Michael Abrahams | Protecting your mental health during COVID-19 pandemic
The COVID-19 pandemic continues to rack up casualties. Every day new cases are being diagnosed as the disease spreads. We have a fair idea of how many people are infected and of death rates as data is readily available, even though we will never know the full extent of the physical damage done by the plague as some authorities do not test as much as they could, some will under-report and some people will die without being diagnosed, especially those who pass away at home and in nursing care facilities.
However, what is even more challenging to quantify are the effects of the pandemic on our mental health. The global crisis has caused and continues to induce severe psychological trauma. Recently, one evening after the news was broadcast on one of our local networks, I received a call from a dear friend of mine. She had watched the programme and told me she was traumatised by the stories of people whose lives were affected by the pandemic and the measures taken to contain it, such as lockdowns. During our conversation she broke down and began to cry. She is an attorney-at-law and I jokingly told her that I had no idea that lawyers have feelings. (Yes, she still speaks to me).
But I understand her trauma. These are stressful times. The looming threat of being infected and becoming ill is scary. We are fighting a war against an enemy that is invisible, at least to the naked eye, and the mere thought of it is spooky. The fact that there are so many uncertainties and unknowns that exist about the virus and the disease it causes is very unsettling. We are unclear about just how much immunity people who recover from the infection have against the virus, as there are stories of persons being reinfected. We are unable to say when a reliable vaccine will be available. We do not know if or when second waves of the infection will hit certain countries or regions. We have no idea when the pandemic will end. And as we learn new information about the disease, the narratives regarding vulnerability and prognosis keep changing. For example, at first, we were told that the disease was really a problem for older folks and people with pre-existing conditions. Now we see young and previously healthy people being killed by the virus. I have seen the issue of managing COVID-19 described as being akin to “building an aeroplane while flying it”, and I absolutely agree.
These uncertainties are enough to freak us out, in addition to the reality of people’s livelihoods being affected, from pay cuts to losing jobs to being on the verge of being destitute, if not already in that situation. And when you add the distress of those who have lost loved ones, including breadwinners, those who have recovered from the disease and are mentally traumatised, those who have been stigmatised, those who are quarantined, isolated or forced to stay home with toxic or abusive family members and spouses, and those who are stranded and unable to return home because of border closures, the extent of the psychological morbidity becomes painfully obvious.

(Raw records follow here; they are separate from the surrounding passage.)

// binned/combine.rs
//
// Merging, concatenating and slicing binned statistics.

use chrono::{DateTime, Utc};
use indexmap::IndexMap;
use tracing::debug;

use super::BinnedStatistics;
use crate::binning::{calc_size, BinLocator, Dimension};
use crate::error::{BespinError, Result};
use crate::statistic::field_name;

/// The only dimension that can be made up for inputs that weren't binned
/// along it, from their obs window.
pub const TIME_DIMENSION: &str = "time";

fn earliest(a: Option<DateTime<Utc>>, b: Option<DateTime<Utc>>) -> Option<DateTime<Utc>> {
    match (a, b) {
        (Some(a), Some(b)) => Some(a.min(b)),
        (a, b) => a.or(b),
    }
}

fn latest(a: Option<DateTime<Utc>>, b: Option<DateTime<Utc>>) -> Option<DateTime<Utc>> {
    match (a, b) {
        (Some(a), Some(b)) => Some(a.max(b)),
        (a, b) => a.or(b),
    }
}

fn epoch_seconds(dt: DateTime<Utc>) -> f64 {
    dt.timestamp() as f64 + f64::from(dt.timestamp_subsec_nanos()) * 1e-9
}

impl BinnedStatistics {
    /// Merge with `other`, giving the same statistics as if all the
    /// observations had been binned together.
    pub fn merge(&self, other: &Self) -> Result<Self> {
        if !self.equivalent(other) {
            return Err(BespinError::Incompatible(format!(
                "cannot merge \"{}\" with \"{}\", the binning differs",
                self.name, other.name
            )));
        }

        let mut merged = self.clone();
        for variable in self.variables.keys() {
            for diag in &self.diagnostics {
                for stat in diag.statistics() {
                    let values = stat.merge(
                        |k| self.field(variable, &diag.name, k),
                        |k| other.field(variable, &diag.name, k),
                    )?;
                    merged
                        .fields
                        .insert(field_name(variable, &diag.name, *stat), values);
                }
            }
        }
        merged.window_start = earliest(self.window_start, other.window_start);
        merged.window_end = latest(self.window_end, other.window_end);
        Ok(merged)
    }

    /// Merge one or more binned statistics, in order.
    pub fn merge_all<I>(binned: I) -> Result<Self>
    where
        I: IntoIterator<Item = Self>,
    {
        let mut iter = binned.into_iter();
        let first = iter
            .next()
            .ok_or_else(|| BespinError::from("nothing to merge"))?;
        iter.try_fold(first, |acc, next| acc.merge(&next))
    }

    /// Index of the binning dimension `dim`.
    fn axis(&self, dim: &str) -> Result<usize> {
        self.bins
            .iter()
            .position(|b| b.name == dim)
            .ok_or_else(|| BespinError::MissingDimension(dim.to_string()))
    }

    /// Take slice `index` along `axis` of every field, removing the axis.
    fn slice(&self, axis: usize, index: usize) -> Result<Self> {
        let mut sliced = self.clone();
        sliced.bins.remove(axis);
        for variable in self.variables.keys() {
            let shape = self.field_shape(variable)?;
            let (reduced, mapping) = BinLocator::new(shape).project_out(axis);
            for diag in &self.diagnostics {
                for stat in diag.statistics() {
                    let name = field_name(variable, &diag.name, *stat);
                    let Some(values) = self.fields.get(&name) else {
                        continue;
                    };
                    let mut out = vec![f64::NAN; reduced.size()];
                    for (value, (offset, along)) in values.iter().zip(&mapping) {
                        if *along == index {
                            out[*offset] = *value;
                        }
                    }
                    sliced.fields.insert(name, out);
                }
            }
        }
        Ok(sliced)
    }

    /// Remove dimension `dim` by selecting the bin at `index` along it.
    /// The selected bin center is recorded in the sliced dimensions.
    pub fn select_dim(&self, dim: &str, index: usize) -> Result<Self> {
        let axis = self.axis(dim)?;
        let dimension = &self.bins[axis];
        let center = dimension.centers().get(index).copied().ok_or_else(|| {
            BespinError::InvalidDimension {
                name: dim.to_string(),
                reason: format!("index {} out of range for {} bins", index, dimension.len()),
            }
        })?;
        let mut sliced = self.slice(axis, index)?;
        sliced.sliced_dims.insert(dim.to_string(), center);
        Ok(sliced)
    }

    /// Remove dimension `dim` by merging all the bins along it.
    pub fn collapse_dim(&self, dim: &str) -> Result<Self> {
        let axis = self.axis(dim)?;
        let slices = (0..self.bins[axis].len())
            .map(|i| self.slice(axis, i))
            .collect::<Result<Vec<_>>>()?;
        Self::merge_all(slices)
    }

    /// This binning with a single bin `time` dimension spanning its obs
    /// window, appended after the other dimensions.
    fn with_time_dimension(&self) -> Result<Self> {
        let (Some(start), Some(end)) = (self.window_start, self.window_end) else {
            return Err(BespinError::Incompatible(format!(
                "\"{}\" has no obs window to make a \"{}\" dimension from",
                self.name, TIME_DIMENSION
            )));
        };
        let mut extended = self.clone();
        extended.bins.push(Dimension::single(
            TIME_DIMENSION,
            epoch_seconds(start),
            epoch_seconds(end),
        )?);
        Ok(extended)
    }

    /// Concatenate binned statistics along dimension `dim`.
    ///
    /// Inputs without `dim` get a single bin along it, which is only
    /// possible for `time`. Inputs are ordered by their first bin edge along
    /// `dim` and must join up exactly. Everything else about the binning
    /// must match.
    pub fn concat_all<I>(binned: I, dim: &str) -> Result<Self>
    where
        I: IntoIterator<Item = Self>,
    {
        let mut inputs = binned
            .into_iter()
            .map(|b| match b.dimension(dim) {
                Some(_) => Ok(b),
                None if dim == TIME_DIMENSION => b.with_time_dimension(),
                None => Err(BespinError::MissingDimension(dim.to_string())),
            })
            .collect::<Result<Vec<_>>>()?;
        if inputs.is_empty() {
            return Err("nothing to concatenate".into());
        }
        let first_edge = |b: &Self| b.dimension(dim).map_or(f64::NAN, |d| d.bounds().0);
        inputs.sort_by(|a, b| first_edge(a).total_cmp(&first_edge(b)));

        let first = &inputs[0];
        let axis = first.axis(dim)?;
        let mut joined = first.bins[axis].clone();
        for other in &inputs[1..] {
            let same_structure = other.axis(dim)? == axis
                && other.bins.len() == first.bins.len()
                && other
                    .bins
                    .iter()
                    .zip(&first.bins)
                    .enumerate()
                    .all(|(i, (a, b))| i == axis || a == b)
                && other.name == first.name
                && other.diagnostics == first.diagnostics
                && other.variables == first.variables
                && other.channels == first.channels
                && other.sliced_dims == first.sliced_dims;
            if !same_structure {
                return Err(BespinError::Incompatible(format!(
                    "cannot concatenate along \"{}\", the rest of the binning differs",
                    dim
                )));
            }
            joined = joined.extend(&other.bins[axis])?;
        }

        let mut result = first.clone();
        result.bins[axis] = joined;
        let mut fields = IndexMap::new();
        for variable in first.variables.keys() {
            let shape = first.field_shape(variable)?;
            let outer = calc_size(&shape[..axis]);
            let inner = calc_size(&shape[axis + 1..]);
            for diag in &first.diagnostics {
                for stat in diag.statistics() {
                    let name = field_name(variable, &diag.name, *stat);
                    let parts = inputs
                        .iter()
                        .map(|b| {
                            let block = b.bins[axis].len() * inner;
                            b.fields
                                .get(&name)
                                .map(|v| (v.as_slice(), block))
                                .ok_or_else(|| BespinError::MissingVariable(name.clone()))
                        })
                        .collect::<Result<Vec<_>>>()?;
                    let mut out = Vec::with_capacity(parts.iter().map(|(v, _)| v.len()).sum());
                    for o in 0..outer {
                        for (values, block) in &parts {
                            out.extend_from_slice(&values[o * block..(o + 1) * block]);
                        }
                    }
                    fields.insert(name, out);
                }
            }
        }
        result.fields = fields;
        for other in &inputs[1..] {
            result.window_start = earliest(result.window_start, other.window_start);
            result.window_end = latest(result.window_end, other.window_end);
        }
        debug!(
            "concatenated {} inputs along {} ({} bins)",
            inputs.len(),
            dim,
            result.bins[axis].len()
        );
        Ok(result)
    }
}

#[cfg(test)]
mod tests {
    use super::*;
    use crate::binned::tests::{bin_fixture, latlon_bins};
    use crate::diagnostic::Diagnostic;
    use crate::obs::ObsSpace;
    use crate::statistic::StatKind;
    use crate::test_utils::test_utils::obs_fixture;
    use chrono::{Duration, TimeZone};

    fn split_fixture() -> (ObsSpace, ObsSpace) {
        let obs = obs_fixture();
        let mut a = obs.clone();
        a.retain_locations(&[true, false, true, false, true]).unwrap();
        let mut b = obs;
        b.retain_locations(&[false, true, false, true, false]).unwrap();
        (a, b)
    }

    #[test]
    fn test_merge_matches_binning_together() {
        let (a, b) = split_fixture();
        let merged = bin_fixture("latlon", latlon_bins(), a)
            .merge(&bin_fixture("latlon", latlon_bins(), b))
            .unwrap();
        let together = bin_fixture("latlon", latlon_bins(), obs_fixture());
        assert!(merged.equals(&together, 1e-12));
    }

    #[test]
    fn test_merge_window() {
        let a = bin_fixture("latlon", latlon_bins(), obs_fixture());
        let mut b = a.clone();
        b.window_start = b.window_start.map(|t| t + Duration::hours(6));
        b.window_end = b.window_end.map(|t| t + Duration::hours(6));
        let merged = BinnedStatistics::merge_all(vec![a.clone(), b.clone()]).unwrap();
        assert_eq!(merged.window_start, a.window_start);
        assert_eq!(merged.window_end, b.window_end);
    }

    #[test]
    fn test_merge_incompatible() {
        let a = bin_fixture("latlon", latlon_bins(), obs_fixture());
        let b = bin_fixture("global", vec![], obs_fixture());
        assert!(matches!(a.merge(&b), Err(BespinError::Incompatible(_))));
        assert!(BinnedStatistics::merge_all(Vec::new()).is_err());
    }

    #[test]
    fn test_select_dim() {
        let binned = bin_fixture("latlon", latlon_bins(), obs_fixture());
        let north = binned.select_dim("latitude", 1).unwrap();
        assert_eq!(north.shape(), vec![2]);
        assert_eq!(north.sliced_dims()["latitude"], 45.0);
        assert_eq!(
            north
                .field("air_temperature", "ObsValue", StatKind::Count)
                .unwrap(),
            &[1.0, 2.0]
        );
        assert_eq!(north.attributes()["sliced_dims"], "latitude");

        assert!(binned.select_dim("latitude", 2).is_err());
        assert!(binned.select_dim("depth", 0).is_err());
    }

    #[test]
    fn test_collapse_dim() {
        let binned = bin_fixture("latlon", latlon_bins(), obs_fixture());
        let collapsed = binned
            .collapse_dim("longitude")
            .unwrap()
            .collapse_dim("latitude")
            .unwrap();
        let global = bin_fixture("latlon", vec![], obs_fixture());
        assert!(collapsed.equals(&global, 1e-12));
    }

    #[test]
    fn test_concat_time() {
        let a = bin_fixture("latlon", latlon_bins(), obs_fixture());
        let mut b = a.clone();
        b.window_start = a.window_end;
        b.window_end = a.window_end.map(|t| t + Duration::hours(6));

        // given out of order
        let joined = BinnedStatistics::concat_all(vec![b, a.clone()], "time").unwrap();
        assert_eq!(joined.shape(), vec![2, 2, 2]);
        let start = Utc.with_ymd_and_hms(2020, 12, 15, 3, 0, 0).unwrap().timestamp() as f64;
        let time = joined.dimension("time").unwrap();
        assert_eq!(time.edges(), &[start, start + 21600.0, start + 43200.0]);

        // time varies fastest; both halves are copies of the same binning
        let count = joined
            .field("air_temperature", "ObsValue", StatKind::Count)
            .unwrap();
        assert_eq!(count, &[1.0, 1.0, 1.0, 1.0, 1.0, 1.0, 2.0, 2.0]);

        // selecting a slice gets back the original values
        let first = joined.select_dim("time", 0).unwrap();
        assert_eq!(
            first.field("air_temperature", "ObsValue", StatKind::Sum),
            a.field("air_temperature", "ObsValue", StatKind::Sum)
        );
    }

    #[test]
    fn test_concat_gap() {
        let a = bin_fixture("latlon", latlon_bins(), obs_fixture());
        let mut b = a.clone();
        b.window_start = a.window_end.map(|t| t + Duration::hours(1));
        b.window_end = a.window_end.map(|t| t + Duration::hours(6));
        assert!(BinnedStatistics::concat_all(vec![a.clone(), b], "time").is_err());
        // overlapping
        assert!(BinnedStatistics::concat_all(vec![a.clone(), a.clone()], "time").is_err());
        // only time can be made up
        assert!(BinnedStatistics::concat_all(vec![a], "depth").is_err());
    }

    #[test]
    fn test_concat_existing_dimension() {
        let diagnostics = vec![Diagnostic::new("ombg").unwrap()];
        let south: Vec<Dimension> = vec!["latitude:r=45:b=-90,0".parse().unwrap()];
        let north: Vec<Dimension> = vec!["latitude:r=45:b=0,90".parse().unwrap()];
        let bin = |bins: Vec<Dimension>| {
            BinnedStatistics::bin(
                "lat",
                bins,
                diagnostics.clone(),
                &["air_temperature"],
                &[],
                obs_fixture(),
            )
            .unwrap()
        };
        let joined = BinnedStatistics::concat_all(vec![bin(north), bin(south)], "latitude").unwrap();
        let whole = bin(vec!["latitude:r=45".parse().unwrap()]);
        assert!(joined.equals(&whole, 0.0));
    }
}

A very important aspect of coping with this pandemic is to manage our mental health. Social distancing means separation from some of the people who help us to feel happy and comfortable, although it may also give us a break from people who antagonise us as well. But humans need contact, so it is important to keep in touch with those we love and attach importance to. Thankfully, modern technology facilitates this. This is also an excellent opportunity, especially if you have Internet access, to learn new skills and educate yourself about subjects you have an interest in but may not have found the time to explore previously, or to read books or watch movies or documentaries that will inform and entertain you.
Exercising and practising relaxation techniques are also great ways of managing stress. It is important to keep up to date regarding the best measures to take to protect yourself and those around you, but care must also be taken not to be obsessed with the news. There are a lot of negative stories out there, both real and fake, and you must be mindful of your sources and how much negativity you expose yourself to. Try your best to avoid conversations with pessimists, drama queens, rumour-mongers, conspiracy theorists and those who seek to politicise the crisis. This is also a great time to perform random acts of kindness, such as travelling with extra masks and giving them to people who need them, or offering to help the elderly and vulnerable who are shut in.
If things become overwhelming and you are unable to cope, please reach out to a mental health professional if you can. There is nothing wrong with trying to get help. The principles of handwashing, respiratory hygiene, social distancing and wearing masks for physical protection are well known, and ought to be followed, but we must also not neglect our mental health.